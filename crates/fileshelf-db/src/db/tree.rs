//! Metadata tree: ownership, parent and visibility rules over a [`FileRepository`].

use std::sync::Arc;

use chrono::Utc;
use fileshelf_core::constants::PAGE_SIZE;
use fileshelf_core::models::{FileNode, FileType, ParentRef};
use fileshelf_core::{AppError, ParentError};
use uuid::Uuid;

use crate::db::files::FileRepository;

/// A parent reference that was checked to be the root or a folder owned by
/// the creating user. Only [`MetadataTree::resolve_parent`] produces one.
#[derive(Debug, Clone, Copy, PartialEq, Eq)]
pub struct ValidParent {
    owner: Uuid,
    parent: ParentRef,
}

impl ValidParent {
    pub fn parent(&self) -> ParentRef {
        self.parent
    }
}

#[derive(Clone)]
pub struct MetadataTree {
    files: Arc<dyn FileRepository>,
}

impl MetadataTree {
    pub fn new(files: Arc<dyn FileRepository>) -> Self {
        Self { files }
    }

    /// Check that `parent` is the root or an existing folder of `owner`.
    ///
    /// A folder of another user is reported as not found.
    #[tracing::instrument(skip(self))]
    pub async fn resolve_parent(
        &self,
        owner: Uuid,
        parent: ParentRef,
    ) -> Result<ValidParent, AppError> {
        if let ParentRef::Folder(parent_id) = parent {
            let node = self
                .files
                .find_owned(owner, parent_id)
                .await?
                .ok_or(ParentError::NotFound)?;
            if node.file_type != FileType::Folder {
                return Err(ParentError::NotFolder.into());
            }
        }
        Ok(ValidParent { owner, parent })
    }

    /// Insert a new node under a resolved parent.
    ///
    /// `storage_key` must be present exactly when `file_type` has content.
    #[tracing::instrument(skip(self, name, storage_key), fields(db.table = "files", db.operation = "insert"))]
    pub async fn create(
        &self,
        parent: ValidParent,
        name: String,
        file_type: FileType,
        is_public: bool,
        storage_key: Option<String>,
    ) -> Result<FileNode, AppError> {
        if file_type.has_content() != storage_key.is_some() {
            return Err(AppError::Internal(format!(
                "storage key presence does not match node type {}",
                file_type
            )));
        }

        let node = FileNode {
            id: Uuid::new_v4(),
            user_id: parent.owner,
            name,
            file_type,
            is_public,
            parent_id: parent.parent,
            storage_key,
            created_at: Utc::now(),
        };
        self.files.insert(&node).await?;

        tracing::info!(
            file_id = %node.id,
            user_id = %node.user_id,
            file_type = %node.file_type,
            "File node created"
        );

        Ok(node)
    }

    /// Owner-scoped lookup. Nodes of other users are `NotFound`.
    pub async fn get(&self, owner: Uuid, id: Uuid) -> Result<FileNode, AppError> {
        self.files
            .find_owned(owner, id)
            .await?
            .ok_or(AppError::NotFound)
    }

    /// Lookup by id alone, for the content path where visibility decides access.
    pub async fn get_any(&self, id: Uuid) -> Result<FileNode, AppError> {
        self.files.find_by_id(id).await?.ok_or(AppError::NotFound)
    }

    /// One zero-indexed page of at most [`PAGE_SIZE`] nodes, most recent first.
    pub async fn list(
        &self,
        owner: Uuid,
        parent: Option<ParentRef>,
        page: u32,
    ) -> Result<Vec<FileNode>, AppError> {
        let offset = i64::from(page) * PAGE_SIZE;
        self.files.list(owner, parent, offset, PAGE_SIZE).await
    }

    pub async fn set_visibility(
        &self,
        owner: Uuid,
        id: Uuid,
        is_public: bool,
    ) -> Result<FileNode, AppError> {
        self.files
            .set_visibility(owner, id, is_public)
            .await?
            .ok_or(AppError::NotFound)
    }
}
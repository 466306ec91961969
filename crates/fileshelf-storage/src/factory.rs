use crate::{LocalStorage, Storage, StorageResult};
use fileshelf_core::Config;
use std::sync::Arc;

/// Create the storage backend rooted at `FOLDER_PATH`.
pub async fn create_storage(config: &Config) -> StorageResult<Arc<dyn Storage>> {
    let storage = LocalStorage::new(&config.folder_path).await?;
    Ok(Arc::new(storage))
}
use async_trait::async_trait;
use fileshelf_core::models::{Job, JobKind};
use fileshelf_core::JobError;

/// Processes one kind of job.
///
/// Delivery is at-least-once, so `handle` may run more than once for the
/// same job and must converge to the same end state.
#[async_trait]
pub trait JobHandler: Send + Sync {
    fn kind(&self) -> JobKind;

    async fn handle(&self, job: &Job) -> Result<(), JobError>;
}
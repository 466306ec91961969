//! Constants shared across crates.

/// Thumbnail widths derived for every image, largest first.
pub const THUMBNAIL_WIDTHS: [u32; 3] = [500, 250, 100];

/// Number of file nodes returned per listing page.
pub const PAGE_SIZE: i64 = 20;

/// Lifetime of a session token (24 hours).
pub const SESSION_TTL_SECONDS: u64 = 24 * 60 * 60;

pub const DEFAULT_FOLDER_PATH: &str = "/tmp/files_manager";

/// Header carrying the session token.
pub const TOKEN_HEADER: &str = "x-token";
■ ■ ■ ■ ■
From the records above, extract exactly and only the lines that begin at the line with "once for the" and stop after the line with "fn kind(&self) -> JobKind;".

Reply to the exercise
/// Delivery is at-least-once, so `handle` may run more than once for the
/// same job and must converge to the same end state.
#[async_trait]
pub trait JobHandler: Send + Sync {
    fn kind(&self) -> JobKind;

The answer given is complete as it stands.